**Supplied material**

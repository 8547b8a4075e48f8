//! Multi-step processing pipeline over the fleet.
//!
//! A request is resolved to a list of categories (explicitly, or through the
//! [`RoutingTable`]), one instance per category is chosen by the load
//! balancer, and each category's [`Processor`] from the [`CapabilityTable`]
//! runs in turn. Results are merged into one map, last write wins. A failing
//! step is recorded and skipped; it never aborts the pipeline.

use crate::balancer::LoadBalancer;
use crate::registry::Registry;
use dashmap::DashMap;
use fleet_types::{
	FleetError, InstanceId, ProcessingRequest, ProcessingResponse, Processor, ResponseStatus,
	ResultMap, SelectionContext, ServiceCategory,
};
use serde::Serialize;
use serde_json::Value;
use std::collections::HashMap;
use std::sync::Arc;
use std::time::Instant;
use tokio::sync::Mutex;
use tracing::{debug, error, info, warn};

/// Response time recorded for a step that failed.
const FAILED_STEP_MS: f64 = 5000.0;
const DEFAULT_CONFIDENCE: f64 = 0.8;
/// Complexity above which integration joins a derived pipeline.
const INTEGRATION_COMPLEXITY: f64 = 0.7;
const COMPLEX_TERMS: [&str; 5] = [
	"meaning",
	"wisdom",
	"consciousness",
	"phenomenology",
	"relevance",
];

/// Processors keyed by the category they implement.
#[derive(Clone, Default)]
pub struct CapabilityTable {
	processors: HashMap<ServiceCategory, Arc<dyn Processor>>,
}

impl CapabilityTable {
	pub fn new() -> Self {
		Self::default()
	}

	/// Registers (or replaces) the processor of a category.
	pub fn register(&mut self, category: ServiceCategory, processor: Arc<dyn Processor>) {
		self.processors.insert(category, processor);
	}

	pub fn with(mut self, category: ServiceCategory, processor: Arc<dyn Processor>) -> Self {
		self.register(category, processor);
		self
	}

	pub fn get(&self, category: ServiceCategory) -> Option<Arc<dyn Processor>> {
		self.processors.get(&category).cloned()
	}

	pub fn contains(&self, category: ServiceCategory) -> bool {
		self.processors.contains_key(&category)
	}
}

/// Maps request types to the categories that handle them.
#[derive(Debug, Clone)]
pub struct RoutingTable {
	routes: HashMap<String, Vec<ServiceCategory>>,
	fallback: Vec<ServiceCategory>,
}

impl Default for RoutingTable {
	fn default() -> Self {
		use ServiceCategory::*;

		let mut table = Self {
			routes: HashMap::new(),
			fallback: vec![SiliconSage],
		};
		table.register("relevance_analysis", vec![Relevance]);
		table.register("wisdom_evaluation", vec![Wisdom]);
		table.register("rational_analysis", vec![Rationality]);
		table.register("phenomenological_processing", vec![Phenomenology]);
		table.register("meaning_making", vec![MeaningMaking]);
		table.register("integration", vec![Integration]);
		table.register("silicon_sage_advice", vec![SiliconSage]);
		table.register(
			"comprehensive_analysis",
			vec![Relevance, Wisdom, Rationality, MeaningMaking, Integration],
		);
		table
	}
}

impl RoutingTable {
	/// A table with no routes; everything resolves to `fallback`.
	pub fn empty(fallback: Vec<ServiceCategory>) -> Self {
		Self {
			routes: HashMap::new(),
			fallback,
		}
	}

	pub fn register(&mut self, request_type: impl Into<String>, categories: Vec<ServiceCategory>) {
		self.routes.insert(request_type.into(), categories);
	}

	pub fn set_fallback(&mut self, categories: Vec<ServiceCategory>) {
		self.fallback = categories;
	}

	pub fn resolve(&self, request_type: &str) -> Vec<ServiceCategory> {
		self.routes
			.get(request_type)
			.cloned()
			.unwrap_or_else(|| self.fallback.clone())
	}
}

/// Running totals over every processed request.
#[derive(Debug, Clone, Default, PartialEq, Serialize)]
pub struct ProcessingStats {
	pub total_requests: u64,
	pub successful_requests: u64,
	pub failed_requests: u64,
	/// Seconds
	pub average_processing_time: f64,
}

impl ProcessingStats {
	fn record(&mut self, success: bool, seconds: f64) {
		self.total_requests += 1;
		if success {
			self.successful_requests += 1;
		} else {
			self.failed_requests += 1;
		}
		let n = self.total_requests as f64;
		self.average_processing_time = (self.average_processing_time * (n - 1.0) + seconds) / n;
	}
}

pub struct Orchestrator {
	registry: Arc<Registry>,
	balancer: Arc<LoadBalancer>,
	capabilities: CapabilityTable,
	routing: RoutingTable,
	stats: Mutex<ProcessingStats>,
	active: DashMap<String, ProcessingRequest>,
}

impl Orchestrator {
	pub fn new(
		registry: Arc<Registry>,
		balancer: Arc<LoadBalancer>,
		capabilities: CapabilityTable,
		routing: RoutingTable,
	) -> Self {
		Self {
			registry,
			balancer,
			capabilities,
			routing,
			stats: Mutex::new(ProcessingStats::default()),
			active: DashMap::new(),
		}
	}

	/// Runs a request through its pipeline.
	///
	/// Only an invalid request yields an `error` response; failing steps are
	/// reported in `errors` of a `success` response.
	pub async fn process_request(&self, mut request: ProcessingRequest) -> ProcessingResponse {
		let started = Instant::now();
		let request_id = request.request_id.clone();
		info!(
			"Processing request {} of type {}",
			request_id, request.request_type
		);

		if let Err(reason) = request.validate() {
			let err = FleetError::InvalidRequest(reason);
			error!("Rejected request {}: {}", request_id, err);
			let elapsed = started.elapsed().as_secs_f64();
			self.stats.lock().await.record(false, elapsed);
			return ProcessingResponse::error(request_id, elapsed, err.to_string());
		}

		if request.required_categories.is_empty() {
			request.required_categories = self.derive_categories(&request);
		}

		self.active.insert(request_id.clone(), request.clone());
		let plan = self.plan(&request).await;
		let (result, errors) = self.execute(&request, &plan).await;
		self.active.remove(&request_id);

		let elapsed = started.elapsed().as_secs_f64();
		self.stats.lock().await.record(true, elapsed);

		let confidence = result
			.get("confidence")
			.and_then(Value::as_f64)
			.unwrap_or(DEFAULT_CONFIDENCE);

		info!(
			"Processed request {} in {:.2}s ({} step errors)",
			request_id,
			elapsed,
			errors.len()
		);
		ProcessingResponse {
			request_id,
			status: ResponseStatus::Success,
			result,
			processing_time: elapsed,
			instances_used: plan.into_iter().map(|(_, id)| id).collect(),
			confidence,
			errors,
		}
	}

	fn derive_categories(&self, request: &ProcessingRequest) -> Vec<ServiceCategory> {
		let mut categories = self.routing.resolve(&request.request_type);
		if request.complexity > INTEGRATION_COMPLEXITY
			&& !categories.contains(&ServiceCategory::Integration)
		{
			categories.push(ServiceCategory::Integration);
		}
		categories
	}

	/// Picks one instance per category, skipping categories with none.
	async fn plan(&self, request: &ProcessingRequest) -> Vec<(ServiceCategory, InstanceId)> {
		let context = SelectionContext::from(request);
		let mut plan = Vec::with_capacity(request.required_categories.len());

		for category in &request.required_categories {
			match self.balancer.select_instance(*category, Some(&context)).await {
				Some(instance_id) => plan.push((*category, instance_id)),
				None => warn!("No available instance for {}, skipping", category),
			}
		}
		plan
	}

	async fn execute(
		&self,
		request: &ProcessingRequest,
		plan: &[(ServiceCategory, InstanceId)],
	) -> (ResultMap, Vec<String>) {
		let mut result = ResultMap::new();
		let mut intermediate = ResultMap::new();
		let mut errors = Vec::new();

		for (category, instance_id) in plan {
			self.balancer.record_request_start(instance_id).await;
			let step_started = Instant::now();

			match self
				.run_step(*category, instance_id, request, &intermediate)
				.await
			{
				Ok(output) => {
					let elapsed_ms = step_started.elapsed().as_secs_f64() * 1000.0;
					self.balancer
						.record_request_end(instance_id, elapsed_ms, true)
						.await;
					debug!("Processed {} on {}", category, instance_id);
					intermediate.insert(category.to_string(), Value::Object(output.clone()));
					result.extend(output);
				}
				Err(e) => {
					self.balancer
						.record_request_end(instance_id, FAILED_STEP_MS, false)
						.await;
					let err = FleetError::PipelineStep {
						category: *category,
						instance_id: instance_id.clone(),
						reason: e.to_string(),
					};
					error!("{}", err);
					errors.push(err.to_string());
				}
			}
		}

		(result, errors)
	}

	async fn run_step(
		&self,
		category: ServiceCategory,
		instance_id: &str,
		request: &ProcessingRequest,
		intermediate: &ResultMap,
	) -> Result<ResultMap, FleetError> {
		if self.registry.get(instance_id).await.is_none() {
			return Err(FleetError::InstanceNotFound(instance_id.to_string()));
		}
		let processor = self
			.capabilities
			.get(category)
			.ok_or_else(|| FleetError::Capability(format!("no processor for {}", category)))?;
		processor.process(request, intermediate).await
	}

	/// Sends a free-form message to the silicon sage.
	///
	/// On failure the map carries the error and echoes the message back.
	pub async fn process_message(&self, message: &str, context: ResultMap) -> ResultMap {
		let complexity = estimate_complexity(message, &context);
		let request = ProcessingRequest::new("silicon_sage_advice", message)
			.with_context(context)
			.with_complexity(complexity)
			.with_categories(vec![ServiceCategory::SiliconSage]);

		let response = self.process_request(request).await;
		if response.is_success() {
			return response.result;
		}

		let mut fallback = ResultMap::new();
		fallback.insert("error".into(), Value::from("Processing failed"));
		fallback.insert("details".into(), Value::from(response.errors));
		fallback.insert("refined_message".into(), Value::from(message));
		fallback.insert("message_confidence".into(), Value::from(0.0));
		fallback
	}

	pub async fn stats(&self) -> ProcessingStats {
		self.stats.lock().await.clone()
	}

	/// Requests currently going through the pipeline.
	pub fn active_requests(&self) -> Vec<ProcessingRequest> {
		self.active.iter().map(|e| e.value().clone()).collect()
	}

	pub fn routing(&self) -> &RoutingTable {
		&self.routing
	}

	pub fn capabilities(&self) -> &CapabilityTable {
		&self.capabilities
	}
}

/// Rough complexity of a message in `[0.5, 1.0]`.
pub fn estimate_complexity(message: &str, context: &ResultMap) -> f64 {
	let mut complexity = 0.5;

	let words = message.split_whitespace().count();
	if words > 100 {
		complexity += 0.2;
	} else if words > 50 {
		complexity += 0.1;
	}

	if context.len() > 5 {
		complexity += 0.2;
	} else if context.len() > 2 {
		complexity += 0.1;
	}

	let lowered = message.to_lowercase();
	for term in COMPLEX_TERMS {
		if lowered.contains(term) {
			complexity += 0.1;
		}
	}

	f64::min(1.0, complexity)
}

**Your objective**
Scan the data above line by line. Please say how many lines hold the word "recorded", and give only that number.

**Written response**
2